## What to produce
Take the listing below and print exactly the lines starting at the line containing "Copy, PartialEq, Eq, Serialize, Deserialize)]" and ending at the line containing "pub fn new(code: ErrorCode, message: impl", both ends included, and no others.

## Record excerpts
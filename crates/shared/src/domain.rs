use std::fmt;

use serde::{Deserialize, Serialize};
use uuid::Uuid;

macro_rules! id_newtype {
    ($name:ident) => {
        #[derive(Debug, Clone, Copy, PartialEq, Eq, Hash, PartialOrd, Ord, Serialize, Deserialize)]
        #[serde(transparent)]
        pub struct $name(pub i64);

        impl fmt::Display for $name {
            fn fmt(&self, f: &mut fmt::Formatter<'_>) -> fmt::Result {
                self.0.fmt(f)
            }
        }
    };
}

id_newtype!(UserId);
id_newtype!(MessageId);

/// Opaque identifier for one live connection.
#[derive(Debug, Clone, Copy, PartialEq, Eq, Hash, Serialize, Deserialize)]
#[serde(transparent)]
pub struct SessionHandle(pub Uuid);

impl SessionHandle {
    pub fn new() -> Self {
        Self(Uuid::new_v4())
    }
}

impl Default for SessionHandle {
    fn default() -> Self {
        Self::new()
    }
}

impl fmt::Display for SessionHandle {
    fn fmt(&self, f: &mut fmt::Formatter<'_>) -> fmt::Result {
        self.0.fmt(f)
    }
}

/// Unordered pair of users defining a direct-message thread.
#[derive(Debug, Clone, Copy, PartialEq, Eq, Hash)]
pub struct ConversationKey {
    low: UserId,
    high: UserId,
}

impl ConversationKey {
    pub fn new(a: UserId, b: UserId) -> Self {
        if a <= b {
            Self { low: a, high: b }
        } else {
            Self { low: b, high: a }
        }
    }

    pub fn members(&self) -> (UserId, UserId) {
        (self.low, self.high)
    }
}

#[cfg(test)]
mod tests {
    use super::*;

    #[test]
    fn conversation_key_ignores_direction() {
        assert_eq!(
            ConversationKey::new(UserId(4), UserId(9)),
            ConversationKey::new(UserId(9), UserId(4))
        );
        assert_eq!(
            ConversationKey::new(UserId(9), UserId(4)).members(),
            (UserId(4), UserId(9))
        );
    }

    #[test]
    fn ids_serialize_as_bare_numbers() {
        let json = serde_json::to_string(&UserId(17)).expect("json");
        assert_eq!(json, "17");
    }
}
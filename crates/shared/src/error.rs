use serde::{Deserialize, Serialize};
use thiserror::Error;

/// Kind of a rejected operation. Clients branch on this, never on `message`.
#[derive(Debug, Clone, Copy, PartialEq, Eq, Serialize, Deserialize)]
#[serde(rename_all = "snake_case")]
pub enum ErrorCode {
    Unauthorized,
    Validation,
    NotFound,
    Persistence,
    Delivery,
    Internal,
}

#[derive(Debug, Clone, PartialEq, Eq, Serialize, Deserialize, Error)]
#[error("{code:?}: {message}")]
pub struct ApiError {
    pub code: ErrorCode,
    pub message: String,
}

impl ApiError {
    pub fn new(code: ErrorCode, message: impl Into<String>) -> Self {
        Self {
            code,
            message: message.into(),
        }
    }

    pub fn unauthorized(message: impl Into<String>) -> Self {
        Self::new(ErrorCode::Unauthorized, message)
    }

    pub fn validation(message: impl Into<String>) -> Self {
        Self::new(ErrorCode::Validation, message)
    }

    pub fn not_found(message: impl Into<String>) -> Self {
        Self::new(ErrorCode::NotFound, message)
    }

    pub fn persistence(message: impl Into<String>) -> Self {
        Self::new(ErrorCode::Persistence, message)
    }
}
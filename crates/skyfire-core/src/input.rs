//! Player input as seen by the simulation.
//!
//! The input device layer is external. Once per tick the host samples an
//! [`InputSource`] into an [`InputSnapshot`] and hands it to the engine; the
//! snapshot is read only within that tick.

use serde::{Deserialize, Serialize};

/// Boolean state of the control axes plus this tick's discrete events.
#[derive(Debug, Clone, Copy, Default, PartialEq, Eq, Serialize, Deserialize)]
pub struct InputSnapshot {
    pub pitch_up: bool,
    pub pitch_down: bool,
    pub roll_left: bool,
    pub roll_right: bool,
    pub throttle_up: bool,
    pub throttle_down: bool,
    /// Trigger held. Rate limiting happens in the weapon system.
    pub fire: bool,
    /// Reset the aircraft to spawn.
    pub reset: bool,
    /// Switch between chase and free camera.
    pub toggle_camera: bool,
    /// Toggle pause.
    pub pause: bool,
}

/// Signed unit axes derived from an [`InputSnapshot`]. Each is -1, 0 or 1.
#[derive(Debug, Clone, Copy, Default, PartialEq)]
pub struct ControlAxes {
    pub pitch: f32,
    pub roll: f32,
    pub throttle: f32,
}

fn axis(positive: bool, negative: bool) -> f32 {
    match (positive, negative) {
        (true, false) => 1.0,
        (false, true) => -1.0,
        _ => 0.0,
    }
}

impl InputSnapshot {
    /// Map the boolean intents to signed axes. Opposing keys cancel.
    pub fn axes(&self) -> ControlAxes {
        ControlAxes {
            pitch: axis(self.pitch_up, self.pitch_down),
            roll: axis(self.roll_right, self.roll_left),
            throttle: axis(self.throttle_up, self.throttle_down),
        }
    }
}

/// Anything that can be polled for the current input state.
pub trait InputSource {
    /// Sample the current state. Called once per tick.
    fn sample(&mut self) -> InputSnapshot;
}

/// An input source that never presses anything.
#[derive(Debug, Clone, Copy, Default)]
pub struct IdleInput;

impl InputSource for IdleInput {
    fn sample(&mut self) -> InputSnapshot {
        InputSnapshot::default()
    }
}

## Response to the task
#[derive(Debug, Clone, Copy, PartialEq, Eq, Serialize, Deserialize)]
#[serde(rename_all = "snake_case")]
pub enum ErrorCode {
    Unauthorized,
    Validation,
    NotFound,
    Persistence,
    Delivery,
    Internal,
}

#[derive(Debug, Clone, PartialEq, Eq, Serialize, Deserialize, Error)]
#[error("{code:?}: {message}")]
pub struct ApiError {
    pub code: ErrorCode,
    pub message: String,
}

impl ApiError {
    pub fn new(code: ErrorCode, message: impl Into<String>) -> Self {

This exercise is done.